EXERCISE BRIEF
Show each line of the records in which the word "that" occurs.

Records drawn from a dataset:
----------------

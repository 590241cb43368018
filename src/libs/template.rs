//! Literal placeholder substitution for markdown templates.
//!
//! Templates carry plain-text tokens such as `Title` or `T0` with no
//! delimiter syntax around them. Every occurrence of a token is replaced
//! verbatim, so any prose in a template that happens to contain a token is
//! replaced as well. Templates are written with that in mind.
//!
//! ## Usage
//!
//! ```rust
//! use logbook::libs::template::{substitute, tokens, Replacements};
//!
//! let mut replacements = Replacements::new();
//! replacements.insert(tokens::TITLE, "Sprint 1");
//! replacements.insert(tokens::TIME, "09-30");
//!
//! let text = substitute("# Title (HH:MM)", &replacements);
//! assert_eq!(text, "# Sprint 1 (09-30)");
//! ```

use super::error::LogbookError;
use std::fs;
use std::io::ErrorKind;
use std::path::Path;

/// Token vocabulary understood by the logbook templates.
pub mod tokens {
    /// Reporting period, replaced with `start - end` of the week.
    pub const WEEK_RANGE: &str = "dd.mm.yyyy - dd.mm.yyyy";
    pub const TITLE: &str = "Title";
    /// Creation date stamp.
    pub const DATE: &str = "YYYY-MM-DD";
    /// Creation time stamp.
    pub const TIME: &str = "HH:MM";

    /// Goals table.
    pub const GOALS: &str = "T0";
    pub const ACHIEVEMENTS: &str = "M0";
    pub const DIFFICULTIES: &str = "M1";
    pub const LEARNINGS: &str = "M2";
    /// Self-assessment table.
    pub const SELF_ASSESSMENT: &str = "T1";
    pub const ASSESSMENT_NOTES: &str = "M3";
    /// Feedback table.
    pub const FEEDBACK: &str = "T2";

    /// Content tokens in the order they are filled.
    pub const CONTENT: [&str; 7] = [GOALS, ACHIEVEMENTS, DIFFICULTIES, LEARNINGS, SELF_ASSESSMENT, ASSESSMENT_NOTES, FEEDBACK];
}

/// Ordered token to value mapping.
///
/// Insertion order is application order. Re-inserting a token replaces its
/// value but keeps its original position.
#[derive(Debug, Clone, Default, PartialEq)]
pub struct Replacements {
    pairs: Vec<(String, String)>,
}

impl Replacements {
    pub fn new() -> Self {
        Self::default()
    }

    pub fn insert(&mut self, token: impl Into<String>, value: impl Into<String>) {
        let token = token.into();
        let value = value.into();
        match self.pairs.iter_mut().find(|(existing, _)| *existing == token) {
            Some(pair) => pair.1 = value,
            None => self.pairs.push((token, value)),
        }
    }

    /// Appends all pairs of `other`, in its order.
    pub fn extend(&mut self, other: Replacements) {
        for (token, value) in other.pairs {
            self.insert(token, value);
        }
    }

    pub fn get(&self, token: &str) -> Option<&str> {
        self.pairs.iter().find(|(existing, _)| existing == token).map(|(_, value)| value.as_str())
    }

    pub fn iter(&self) -> impl Iterator<Item = (&str, &str)> {
        self.pairs.iter().map(|(token, value)| (token.as_str(), value.as_str()))
    }

    pub fn len(&self) -> usize {
        self.pairs.len()
    }

    pub fn is_empty(&self) -> bool {
        self.pairs.is_empty()
    }
}

impl<K: Into<String>, V: Into<String>> FromIterator<(K, V)> for Replacements {
    fn from_iter<I: IntoIterator<Item = (K, V)>>(iter: I) -> Self {
        let mut replacements = Replacements::new();
        for (token, value) in iter {
            replacements.insert(token, value);
        }
        replacements
    }
}

/// Replaces every occurrence of every token, pair by pair in mapping order.
///
/// Tokens that do not occur are no-ops. Empty tokens are skipped.
pub fn substitute(template: &str, replacements: &Replacements) -> String {
    let mut text = template.to_string();
    for (token, value) in replacements.iter() {
        if token.is_empty() || !text.contains(token) {
            continue;
        }
        text = text.replace(token, value);
    }
    text
}

/// Reads a template file as UTF-8.
///
/// A missing file is reported as [`LogbookError::TemplateNotFound`] so that
/// the caller can treat it as fatal.
pub fn read_template(path: &Path) -> Result<String, LogbookError> {
    match fs::read_to_string(path) {
        Ok(content) => {
            tracing::debug!(path = %path.display(), bytes = content.len(), "template loaded");
            Ok(content)
        }
        Err(e) if e.kind() == ErrorKind::NotFound => Err(LogbookError::TemplateNotFound(path.to_path_buf())),
        Err(source) => Err(LogbookError::TemplateRead {
            path: path.to_path_buf(),
            source,
        }),
    }
}
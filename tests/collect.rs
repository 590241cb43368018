#[cfg(test)]
mod tests {
    use logbook::libs::collect::{assessment_table, freeform_table, is_terminator, multiline};
    use logbook::libs::error::LogbookError;
    use logbook::libs::messages::Message;
    use logbook::libs::prompt::ScriptedPrompt;

    const HEADERS: [&str; 3] = ["Ziel / Auftrag", "Zieltermin", "Ziel erreicht am"];
    const HINTS: [&str; 3] = ["", "(DD.MM.YYYY)", "(DD.MM.YYYY)"];

    #[test]
    fn test_terminators() {
        assert!(is_terminator("done"));
        assert!(is_terminator("  END "));
        assert!(is_terminator("Done"));
        assert!(!is_terminator("done."));
        assert!(!is_terminator(""));
    }

    #[test]
    fn test_multiline_joins_non_blank_lines() {
        let mut prompt = ScriptedPrompt::new(["a", "", "b", "end"]);
        assert_eq!(multiline(&mut prompt, "Was mir gut gelungen ist").unwrap(), "a\n- b");
        assert_eq!(prompt.remaining(), 0);
        assert_eq!(prompt.notices(), &[Message::MultilineHint("Was mir gut gelungen ist".to_string())]);
    }

    #[test]
    fn test_multiline_done_first_is_empty() {
        let mut prompt = ScriptedPrompt::new(["done", "never read"]);
        assert_eq!(multiline(&mut prompt, "label").unwrap(), "");
        assert_eq!(prompt.remaining(), 1);
    }

    #[test]
    fn test_multiline_trims_lines() {
        let mut prompt = ScriptedPrompt::new(["  first  ", "   ", "second", "DONE"]);
        assert_eq!(multiline(&mut prompt, "label").unwrap(), "first\n- second");
    }

    #[test]
    fn test_multiline_fails_when_input_ends() {
        let mut prompt = ScriptedPrompt::new(["a"]);
        let error = multiline(&mut prompt, "label").unwrap_err();
        assert!(matches!(error.downcast_ref::<LogbookError>(), Some(LogbookError::InputExhausted)));
    }

    #[test]
    fn test_freeform_table_collects_rows_until_terminator() {
        let mut prompt = ScriptedPrompt::new(["Release 1.2", "14.03.2025", "13.03.2025", "Docs", "end"]);
        let rendered = freeform_table(&mut prompt, &HEADERS, &HINTS).unwrap();
        let lines: Vec<&str> = rendered.lines().collect();

        assert_eq!(lines.len(), 3);
        assert!(lines[0].starts_with("| Ziel / Auftrag "));
        assert!(lines[2].starts_with("| Release 1.2 "));
        assert!(lines[2].contains("| 14.03.2025 "));
        assert!(!rendered.contains("Docs"));
    }

    #[test]
    fn test_freeform_table_prompts_with_hints() {
        let mut prompt = ScriptedPrompt::new(["x", "done"]);
        freeform_table(&mut prompt, &HEADERS, &HINTS).unwrap();

        assert_eq!(
            prompt.prompts(),
            &[
                Message::PromptTableCell("Ziel / Auftrag".to_string(), "".to_string()),
                Message::PromptTableCell("Zieltermin".to_string(), "(DD.MM.YYYY)".to_string()),
            ]
        );
        assert_eq!(prompt.prompts()[1].to_string(), "Zieltermin (DD.MM.YYYY)");
        assert_eq!(prompt.prompts()[0].to_string(), "Ziel / Auftrag");
    }

    #[test]
    fn test_freeform_table_without_rows() {
        let mut prompt = ScriptedPrompt::new(["DONE"]);
        let rendered = freeform_table(&mut prompt, &HEADERS, &[]).unwrap();
        let lines: Vec<&str> = rendered.lines().collect();

        assert_eq!(lines.len(), 2);
        assert!(lines[1].chars().all(|c| c == '|' || c == '-'));
    }

    #[test]
    fn test_assessment_reprompts_until_valid() {
        let mut prompt = ScriptedPrompt::new(["abc", "0", "6", "2", "", "5"]);
        let rendered = assessment_table(&mut prompt).unwrap();

        assert_eq!(
            prompt.warnings(),
            &[
                Message::PositionNotANumber,
                Message::PositionOutOfRange,
                Message::PositionOutOfRange,
                Message::PositionNotANumber,
            ]
        );
        assert_eq!(prompt.remaining(), 0);
        assert_eq!(rendered.matches(":arrow_double_down:").count(), 1);
        assert_eq!(rendered.matches(":arrow_double_up:").count(), 1);
    }

    #[test]
    fn test_assessment_prompts_categories_in_order() {
        let mut prompt = ScriptedPrompt::new(["1", "1"]);
        assessment_table(&mut prompt).unwrap();

        let prompts: Vec<String> = prompt.prompts().iter().map(ToString::to_string).collect();
        assert_eq!(
            prompts,
            vec![
                "Select position (1-5) for Qualität des Eintrags",
                "Select position (1-5) for Effektivität in der Berichtsperiode",
            ]
        );
    }
}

----------------

EXERCISE RESPONSE
//! verbatim, so any prose in a template that happens to contain a token is
//! replaced as well. Templates are written with that in mind.
/// Tokens that do not occur are no-ops. Empty tokens are skipped.
/// A missing file is reported as [`LogbookError::TemplateNotFound`] so that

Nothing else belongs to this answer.